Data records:
------------------------

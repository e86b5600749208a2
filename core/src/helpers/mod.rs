// Copyright (c) 2022-2023 The MobileCoin Foundation

//! Engine helpers

use sha2::{Digest, Sha256};
use zeroize::Zeroize;

use keylink_proto::connect::FW_VERSION_LEN;

use crate::engine::Driver;

/// Seed-based [Driver] implementation, for simulator and test use
pub struct SeedDriver {
    seed: [u8; 32],
    fw_version: [u8; FW_VERSION_LEN],
    pairing_secret: Vec<u8>,
}

impl SeedDriver {
    /// Create a new driver with the provided seed, firmware version
    /// (`[fix, minor, major, reserved]`) and pairing secret
    pub fn new(seed: [u8; 32], fw_version: [u8; FW_VERSION_LEN], pairing_secret: &[u8]) -> Self {
        Self {
            seed,
            fw_version,
            pairing_secret: pairing_secret.to_vec(),
        }
    }
}

impl Driver for SeedDriver {
    fn fw_version(&self) -> [u8; FW_VERSION_LEN] {
        self.fw_version
    }

    fn pairing_secret(&self) -> &[u8] {
        &self.pairing_secret
    }

    fn derive(&self, info: &[u8]) -> [u8; 32] {
        let mut k = [0u8; 32];
        k.copy_from_slice(&Sha256::new().chain_update(self.seed).chain_update(info).finalize());
        k
    }
}

impl Drop for SeedDriver {
    fn drop(&mut self) {
        self.seed.zeroize();
    }
}

#[cfg(test)]
mod test {
    use super::*;

    #[test]
    fn derive_deterministic() {
        let a = SeedDriver::new([1; 32], [0; 4], b"");
        let b = SeedDriver::new([2; 32], [0; 4], b"");

        assert_eq!(a.derive(b"ctx"), a.derive(b"ctx"));
        assert_ne!(a.derive(b"ctx"), a.derive(b"other"));
        assert_ne!(a.derive(b"ctx"), b.derive(b"ctx"));
    }
}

------------------------

In full and without alteration, retype the entries above.

• **Answer area**
repository e86b5600749208a2
filename core/src/helpers/mod.rs
// Copyright (c) 2022-2023 The MobileCoin Foundation

//! Engine helpers

use sha2::{Digest, Sha256};
use zeroize::Zeroize;

use keylink_proto::connect::FW_VERSION_LEN;

use crate::engine::Driver;

/// Seed-based [Driver] implementation, for simulator and test use
pub struct SeedDriver {
    seed: [u8; 32],
    fw_version: [u8; FW_VERSION_LEN],
    pairing_secret: Vec<u8>,
}

impl SeedDriver {
    /// Create a new driver with the provided seed, firmware version
    /// (`[fix, minor, major, reserved]`) and pairing secret
    pub fn new(seed: [u8; 32], fw_version: [u8; FW_VERSION_LEN], pairing_secret: &[u8]) -> Self {
        Self {
            seed,
            fw_version,
            pairing_secret: pairing_secret.to_vec(),
        }
    }
}

impl Driver for SeedDriver {
    fn fw_version(&self) -> [u8; FW_VERSION_LEN] {
        self.fw_version
    }

    fn pairing_secret(&self) -> &[u8] {
        &self.pairing_secret
    }

    fn derive(&self, info: &[u8]) -> [u8; 32] {
        let mut k = [0u8; 32];
        k.copy_from_slice(&Sha256::new().chain_update(self.seed).chain_update(info).finalize());
        k
    }
}

impl Drop for SeedDriver {
    fn drop(&mut self) {
        self.seed.zeroize();
    }
}

#[cfg(test)]
mod test {
    use super::*;

    #[test]
    fn derive_deterministic() {
        let a = SeedDriver::new([1; 32], [0; 4], b"");
        let b = SeedDriver::new([2; 32], [0; 4], b"");

        assert_eq!(a.derive(b"ctx"), a.derive(b"ctx"));
        assert_ne!(a.derive(b"ctx"), a.derive(b"other"));
        assert_ne!(a.derive(b"ctx"), b.derive(b"ctx"));
    }
}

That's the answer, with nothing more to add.